À 80 ans passés, Augustin Berque conte sa vie et nous rappelle la mémoire d’un patronyme qui compte dans l’histoire contemporaine du royaume. Fils du sociologue Jacques Berque, Augustin est né et a grandi au Maroc avant de céder à l’appel du Grand Orient. Géographe, philosophe et orientaliste assumé, cet esprit aussi fin que vagabond est une référence au Japon où il a passé une partie de sa vie. Aujourd’hui empli de nostalgie («peut-être d’avoir vécu heureux en trop de lieux divers, qu’il m’a fallu quitter les uns après les autres»), il accepte pour Zamane de renouer avec les souvenirs marocains rassemblés autour de la figure d’un paternel inclassable.

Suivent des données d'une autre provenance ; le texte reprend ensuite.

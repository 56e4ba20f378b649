//! Bit layouts of the packed scheduler words.
//!
//! The control word is a single `i64` holding four 16-bit fields:
//!
//! ```text
//!  63         48 47         32 31                      0
//! +-------------+-------------+------------------------+
//! |  AC (i16)   |  TC (i16)   |  SP: idle stack top     |
//! +-------------+-------------+------------------------+
//! ```
//!
//! * AC: number of active workers minus parallelism.
//! * TC: number of total workers minus parallelism.
//! * SP: `scan_state` of the most recently inactivated worker. Its low 16
//!   bits index the queue table and the upper bits carry a version stamp
//!   that changes on every inactivation, which defeats ABA on the idle
//!   stack. The inactive bit is the sign of the lower half, so a negative
//!   `c as i32` means idle workers exist.
//!
//! Both counts are offset by `-parallelism`, so a negative field means too
//! few workers and the sign of the whole word tells if AC is short.

/// Mask of a 16-bit field.
pub(crate) const SMASK: i32 = 0xffff;
/// Largest worker count.
pub(crate) const MAX_CAP: i32 = 0x7fff;
/// Even short bits.
pub(crate) const EVENMASK: i32 = 0xfffe;
/// Max 64 even slots for submission queues.
pub(crate) const SQMASK: i32 = 0x007e;

/// Worker is scanning or running a top-level task when clear.
pub(crate) const SCANNING: i32 = 1;
/// Worker is on the idle stack.
pub(crate) const INACTIVE: i32 = i32::MIN;
/// Version increment applied on reactivation.
pub(crate) const SS_SEQ: i32 = 1 << 16;

/// Queue mode bits, stored above the table index in a queue's config.
pub(crate) const LIFO_QUEUE: i32 = 0;
pub(crate) const FIFO_QUEUE: i32 = 1 << 16;
pub(crate) const SHARED_QUEUE: i32 = i32::MIN;

pub(crate) const SP_MASK: i64 = 0xffff_ffff;
pub(crate) const UC_MASK: i64 = !SP_MASK;

pub(crate) const AC_SHIFT: u32 = 48;
pub(crate) const AC_UNIT: i64 = 1 << AC_SHIFT;
pub(crate) const AC_MASK: i64 = (0xffff_u64 << AC_SHIFT) as i64;

pub(crate) const TC_SHIFT: u32 = 32;
pub(crate) const TC_UNIT: i64 = 1 << TC_SHIFT;
pub(crate) const TC_MASK: i64 = (0xffff_u64 << TC_SHIFT) as i64;
/// Sign bit of TC: set while total workers are below parallelism.
pub(crate) const ADD_WORKER: i64 = 1 << (TC_SHIFT + 15);

/// Run-state bits.
pub(crate) const STARTED: i32 = 1 << 2;
pub(crate) const STOP: i32 = 1 << 29;
pub(crate) const TERMINATED: i32 = 1 << 30;
pub(crate) const SHUTDOWN: i32 = i32::MIN;

/// Initial control word for a pool with the given parallelism.
pub(crate) const fn initial_ctl(parallelism: i32) -> i64 {
    let np = -(parallelism as i64);
    ((np << AC_SHIFT) & AC_MASK) | ((np << TC_SHIFT) & TC_MASK)
}

/// Active workers minus parallelism.
#[inline]
pub(crate) const fn active_delta(c: i64) -> i32 {
    (c >> AC_SHIFT) as i32
}

/// Total workers minus parallelism.
#[inline]
pub(crate) const fn total_delta(c: i64) -> i32 {
    (c >> TC_SHIFT) as i16 as i32
}

/// Idle stack top (`scan_state` of the top idle worker), or 0 if none.
#[inline]
pub(crate) const fn stack_top(c: i64) -> i32 {
    c as i32
}

/// Table index named by an idle stack top.
#[inline]
pub(crate) const fn stack_index(sp: i32, mask: usize) -> usize {
    (sp as u32 as usize) & mask
}

#[cfg(test)]
mod tests {
    use super::*;

    #[test]
    fn test_initial_ctl_fields() {
        let c = initial_ctl(4);
        assert_eq!(active_delta(c), -4);
        assert_eq!(total_delta(c), -4);
        assert_eq!(stack_top(c), 0);
        assert!(c < 0, "too few active workers");
        assert_ne!(c & ADD_WORKER, 0, "too few total workers");
    }

    #[test]
    fn test_counts_reach_zero_at_parallelism() {
        let mut c = initial_ctl(2);
        for _ in 0..2 {
            c = (AC_MASK & (c + AC_UNIT)) | (TC_MASK & (c + TC_UNIT));
        }
        assert_eq!(active_delta(c), 0);
        assert_eq!(total_delta(c), 0);
        assert_eq!(c & ADD_WORKER, 0);
        assert!(c >= 0);
    }

    #[test]
    fn test_idle_stack_packing() {
        let c = initial_ctl(8);
        let ss = (3 | SS_SEQ) | INACTIVE;
        let nc = (SP_MASK & ss as i64) | (UC_MASK & (c - AC_UNIT));
        assert_eq!(stack_top(nc), ss);
        assert_eq!(stack_index(stack_top(nc), 0xf), 3);
        assert_eq!(active_delta(nc), -9);
        assert_eq!(total_delta(nc), -8);
        // Reactivation bumps the version and clears the inactive bit.
        let vs = (ss + SS_SEQ) & !INACTIVE;
        assert!(vs > 0);
        assert_eq!(vs & SMASK, 3);
        assert_ne!(vs, ss & !INACTIVE);
    }
}
#![forbid(unsafe_code)]

//! In-memory scene that lays out node handles on a fixed grid.
//!
//! Every handle is a `NODE_WIDTH` x `NODE_HEIGHT` box. Root handles sit at
//! their absolute position; nested handles sit at their parent's origin plus
//! the slot offset of the socket they occupy, so a whole tree moves with its
//! root. Sockets are `SOCKET_WIDTH` x `SOCKET_HEIGHT` boxes at the same slot
//! offsets.

use std::collections::BTreeMap;

use brickyard_core::{Bounds, Offset, Point};
use brickyard_forest::{ForestSnapshot, Node, NodeId, Side, Socket, VisualLayer};
use serde::Serialize;

pub const NODE_WIDTH: f64 = 160.0;
pub const NODE_HEIGHT: f64 = 64.0;
pub const SOCKET_WIDTH: f64 = 56.0;
pub const SOCKET_HEIGHT: f64 = 32.0;

const LOG_TARGET: &str = "brickyard.harness";

/// Top-left of a socket slot relative to its owner's origin.
#[must_use]
pub const fn slot_offset(side: Side) -> Offset {
    match side {
        Side::Left => Offset::new(8.0, 24.0),
        Side::Right => Offset::new(96.0, 24.0),
    }
}

/// Layout command received from the forest, in arrival order.
#[derive(Debug, Clone, PartialEq, Serialize)]
#[serde(tag = "command", rename_all = "snake_case")]
pub enum LayerCommand {
    Spawn { node: NodeId, x: f64, y: f64 },
    Discard { node: NodeId },
    Place { node: NodeId, x: f64, y: f64 },
    BringToFront { node: NodeId },
    NestUnder { parent: NodeId, side: Side, child: NodeId },
    RestoreIndependentLayout { node: NodeId },
    Highlight { socket: Option<Socket> },
}

#[derive(Debug, Clone, Copy, PartialEq)]
struct Handle {
    position: Point,
    nested_in: Option<Socket>,
    z: u64,
}

/// A [`VisualLayer`] with deterministic geometry and a command log.
#[derive(Debug, Default)]
pub struct SceneLayer {
    handles: BTreeMap<NodeId, Handle>,
    next_z: u64,
    highlighted: Option<Socket>,
    commands: Vec<LayerCommand>,
    snapshots: Vec<ForestSnapshot>,
}

impl SceneLayer {
    #[must_use]
    pub fn new() -> Self {
        Self::default()
    }

    /// Commands received so far.
    #[must_use]
    pub fn commands(&self) -> &[LayerCommand] {
        &self.commands
    }

    /// Drain the command log.
    pub fn take_commands(&mut self) -> Vec<LayerCommand> {
        std::mem::take(&mut self.commands)
    }

    /// Command log as JSON lines.
    #[must_use]
    pub fn commands_jsonl(&self) -> String {
        self.commands
            .iter()
            .filter_map(|command| serde_json::to_string(command).ok())
            .map(|line| line + "\n")
            .collect()
    }

    /// Socket currently drawn as the drop candidate.
    #[must_use]
    pub const fn highlighted(&self) -> Option<Socket> {
        self.highlighted
    }

    /// Every snapshot received through `on_structural_change`.
    #[must_use]
    pub fn snapshots(&self) -> &[ForestSnapshot] {
        &self.snapshots
    }

    #[must_use]
    pub fn last_snapshot(&self) -> Option<&ForestSnapshot> {
        self.snapshots.last()
    }

    /// True when the node's handle is laid out inside a parent socket.
    #[must_use]
    pub fn is_nested(&self, node: NodeId) -> bool {
        self.handles
            .get(&node)
            .is_some_and(|handle| handle.nested_in.is_some())
    }

    /// Root handles from bottom to top.
    #[must_use]
    pub fn stacking_order(&self) -> Vec<NodeId> {
        let mut roots: Vec<(u64, NodeId)> = self
            .handles
            .iter()
            .filter(|(_, handle)| handle.nested_in.is_none())
            .map(|(id, handle)| (handle.z, *id))
            .collect();
        roots.sort_unstable();
        roots.into_iter().map(|(_, id)| id).collect()
    }

    /// On-screen box of a node's handle.
    #[must_use]
    pub fn handle_bounds(&self, node: NodeId) -> Option<Bounds> {
        self.visual_origin(node)
            .map(|origin| Bounds::at(origin, NODE_WIDTH, NODE_HEIGHT))
    }

    /// On-screen box of a socket slot.
    #[must_use]
    pub fn socket_bounds(&self, socket: Socket) -> Option<Bounds> {
        self.visual_origin(socket.owner).map(|origin| {
            Bounds::at(
                origin.translate(slot_offset(socket.side)),
                SOCKET_WIDTH,
                SOCKET_HEIGHT,
            )
        })
    }

    /// Hex digest of every handle's resolved geometry and stacking.
    #[must_use]
    pub fn scene_checksum(&self) -> String {
        let mut hasher = blake3::Hasher::new();
        for (id, handle) in &self.handles {
            let origin = self.visual_origin(*id).unwrap_or(Point::ORIGIN);
            hasher.update(&id.get().to_le_bytes());
            hasher.update(&origin.x.to_le_bytes());
            hasher.update(&origin.y.to_le_bytes());
            hasher.update(&handle.z.to_le_bytes());
            let nested = handle
                .nested_in
                .map_or_else(String::new, |socket| socket.to_string());
            hasher.update(nested.as_bytes());
        }
        hasher.finalize().to_hex().to_string()
    }

    /// Nesting depth and the z of the root the handle is drawn under.
    fn stacking_key(&self, node: NodeId) -> Option<(u64, usize)> {
        let mut depth = 0;
        let mut cursor = self.handles.get(&node)?;
        while let Some(socket) = cursor.nested_in {
            depth += 1;
            if depth > self.handles.len() {
                return None;
            }
            cursor = self.handles.get(&socket.owner)?;
        }
        Some((cursor.z, depth))
    }

    fn raise(&mut self) -> u64 {
        self.next_z += 1;
        self.next_z
    }
}

impl VisualLayer for SceneLayer {
    fn locate_node_at(&self, point: Point) -> Option<NodeId> {
        self.handles
            .keys()
            .filter(|id| {
                self.handle_bounds(**id)
                    .is_some_and(|bounds| bounds.contains(point))
            })
            .filter_map(|id| self.stacking_key(*id).map(|key| (key, *id)))
            .max()
            .map(|(_, id)| id)
    }

    fn visual_origin(&self, node: NodeId) -> Option<Point> {
        let mut offset = Offset::ZERO;
        let mut cursor = self.handles.get(&node)?;
        for _ in 0..=self.handles.len() {
            match cursor.nested_in {
                Some(socket) => {
                    let slot = slot_offset(socket.side);
                    offset = Offset::new(offset.dx + slot.dx, offset.dy + slot.dy);
                    cursor = self.handles.get(&socket.owner)?;
                }
                None => return Some(cursor.position.translate(offset)),
            }
        }
        None
    }

    fn visual_center(&self, socket: Socket) -> Option<Point> {
        self.socket_bounds(socket).map(|bounds| bounds.center())
    }

    fn spawn_handle(&mut self, node: &Node) {
        let z = self.raise();
        let position = node.position();
        let _ = self.handles.insert(
            node.id(),
            Handle {
                position,
                nested_in: None,
                z,
            },
        );
        self.commands.push(LayerCommand::Spawn {
            node: node.id(),
            x: position.x,
            y: position.y,
        });
    }

    fn discard_handle(&mut self, node: NodeId) {
        let _ = self.handles.remove(&node);
        self.commands.push(LayerCommand::Discard { node });
    }

    fn place(&mut self, node: NodeId, position: Point) {
        if let Some(handle) = self.handles.get_mut(&node) {
            handle.position = position;
        }
        self.commands.push(LayerCommand::Place {
            node,
            x: position.x,
            y: position.y,
        });
    }

    fn bring_to_front(&mut self, node: NodeId) {
        let z = self.raise();
        if let Some(handle) = self.handles.get_mut(&node) {
            handle.z = z;
        }
        self.commands.push(LayerCommand::BringToFront { node });
    }

    fn nest_under(&mut self, parent: NodeId, side: Side, child: NodeId) {
        if let Some(handle) = self.handles.get_mut(&child) {
            handle.nested_in = Some(Socket::new(parent, side));
            handle.position = Point::ORIGIN;
        }
        self.commands
            .push(LayerCommand::NestUnder { parent, side, child });
    }

    fn restore_independent_layout(&mut self, node: NodeId) {
        if let Some(handle) = self.handles.get_mut(&node) {
            handle.nested_in = None;
        }
        self.commands
            .push(LayerCommand::RestoreIndependentLayout { node });
    }

    fn highlight_socket(&mut self, socket: Option<Socket>) {
        self.highlighted = socket;
        self.commands.push(LayerCommand::Highlight { socket });
    }

    fn on_structural_change(&mut self, snapshot: &ForestSnapshot) {
        tracing::trace!(
            target: LOG_TARGET,
            revision = snapshot.revision,
            roots = snapshot.roots.len(),
            free_sockets = snapshot.free_sockets.len(),
            "structural change"
        );
        self.snapshots.push(snapshot.clone());
    }
}
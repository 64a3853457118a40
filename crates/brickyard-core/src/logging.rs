#![forbid(unsafe_code)]

//! Structured logging bootstrap.
//!
//! Library code only emits `tracing` events; installing a subscriber is the
//! host's decision. Hosts that want line-delimited JSON can call
//! [`init_json`] once at startup.

use std::fmt;

use tracing_subscriber::EnvFilter;

/// Failure to install the global JSON subscriber.
#[derive(Debug)]
pub enum LoggingInitError {
    /// The filter directive string could not be parsed.
    InvalidFilter(String),
    /// A global subscriber was already installed.
    AlreadyInstalled,
}

impl fmt::Display for LoggingInitError {
    fn fmt(&self, f: &mut fmt::Formatter<'_>) -> fmt::Result {
        match self {
            Self::InvalidFilter(reason) => write!(f, "invalid log filter: {reason}"),
            Self::AlreadyInstalled => write!(f, "a global tracing subscriber is already installed"),
        }
    }
}

impl std::error::Error for LoggingInitError {}

/// Install a JSON subscriber filtered by `filter` (e.g. `"brickyard=debug"`).
///
/// `RUST_LOG`, when set, takes precedence over `filter`.
pub fn init_json(filter: &str) -> Result<(), LoggingInitError> {
    let filter = match EnvFilter::try_from_default_env() {
        Ok(env_filter) => env_filter,
        Err(_) => EnvFilter::try_new(filter)
            .map_err(|err| LoggingInitError::InvalidFilter(err.to_string()))?,
    };
    tracing_subscriber::fmt()
        .json()
        .with_env_filter(filter)
        .with_current_span(false)
        .try_init()
        .map_err(|_| LoggingInitError::AlreadyInstalled)?;
    tracing::debug!(target: "brickyard.logging", "json subscriber installed");
    Ok(())
}
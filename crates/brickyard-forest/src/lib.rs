#![forbid(unsafe_code)]

//! Attachment-tree engine for the brickyard logic editor.
//!
//! A [`Forest`] is the flat collection of binary operator [`Node`]s on one
//! editing surface. Every link between two nodes is recorded on both ends
//! (the parent's socket and the child's parent link), and the attachment
//! protocol ([`Forest::attach_child`], [`Forest::detach_parent`], ...)
//! keeps those two halves consistent: a call either writes both or neither.
//!
//! The root set and the free-socket set are derived from the links and
//! refreshed after every structural change, at which point the forest hands
//! its [`VisualLayer`] a [`ForestSnapshot`].
//!
//! # Example
//!
//! ```
//! use brickyard_forest::{Forest, HeadlessLayer, OperatorKind, Point, Side};
//!
//! let mut forest = Forest::new(HeadlessLayer);
//! let and = forest.spawn(OperatorKind::And, Point::new(40.0, 40.0))?;
//! let or = forest.spawn(OperatorKind::Or, Point::new(300.0, 40.0))?;
//!
//! forest.attach_child(and, or, Side::Left)?;
//! assert_eq!(forest.roots(), &[and]);
//!
//! assert_eq!(forest.detach_parent(or)?, and);
//! assert_eq!(forest.roots(), &[and, or]);
//! # Ok::<(), brickyard_forest::ForestError>(())
//! ```

mod attach;
pub mod error;
pub mod forest;
pub mod invariant;
pub mod node;
pub mod socket;
pub mod visual;

pub use brickyard_core::Point;
pub use error::ForestError;
pub use forest::{Forest, ForestSnapshot, ForestViews};
pub use invariant::{
    ForestInvariantCode, ForestInvariantIssue, ForestInvariantReport, ForestInvariantSeverity,
};
pub use node::{Children, Node, NodeId, NodeKind, OperatorKind, ParentLink, Side, Socket};
pub use socket::{SOCKET_CAPTURE_RADIUS, SocketCandidate, nearest_socket};
pub use visual::{HeadlessLayer, VisualLayer};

Récits intimes d’un exil forcé dans le Haut Atlas, portrait d’une famille atypique et redéfinition d’une certaine idée de l’Orient par l’un des héritiers les moins connus de la mémoire du Protectorat…
Vous êtes né à Rabat en 1942, ex-rue Diderot. En gardez-vous des souvenirs ? Que pensez-vous de Rabat version XXIème siècle ?
Oui, bien sûr, j’ai des souvenirs de la rue Diderot, des souvenirs d’enfant. J’avais cinq ans quand nous l’avons quittée, en 1947. De Rabat en général, je me souviens par exemple que, les jours de chergui, le sable me piquait les jambes à la plage de Temara… Quant au Rabat d’aujourd’hui, je n’y ai fait que deux ou trois brefs séjours, et le dernier remonte déjà à 2005. J’ai toujours en bouche la saveur des sardines grillées mangées au bord du Bouregreg, à l’oreille les claquements de bec des cigognes du Chellah, et aux yeux l’image du Centre Jacques Berque. Mais je ne peux pas dire grand chose de la ville, je la connais trop mal.
Jacques Berque, votre père, est mort le 27 juin 1995 à Saint-Julien-en-Born dans son fief landais. Est-il vrai qu’il a été enterré dans son selham, hérité des années marocaines ? Etait-ce pour lui une façon d’emporter un «bout de Maroc» outre-tombe ?
Je n’étais pas à l’enterrement de mon père, j’étais au Japon où un télégramme de ma soeur aînée Marie-Salsa m’a trouvé, mais c’était trop tard pour que je puisse me dégager de mes obligations envers l’Université qui m’avait invité. Que mon père a tenu à se faire enterrer dans son selham, c’est ce que j’ai appris plus tard de mes frères Maximilien et Emmanuel, qui étaient là et ont porté le cercueil avec leurs cousins. C’était évidemment un symbole de son attachement au Maroc.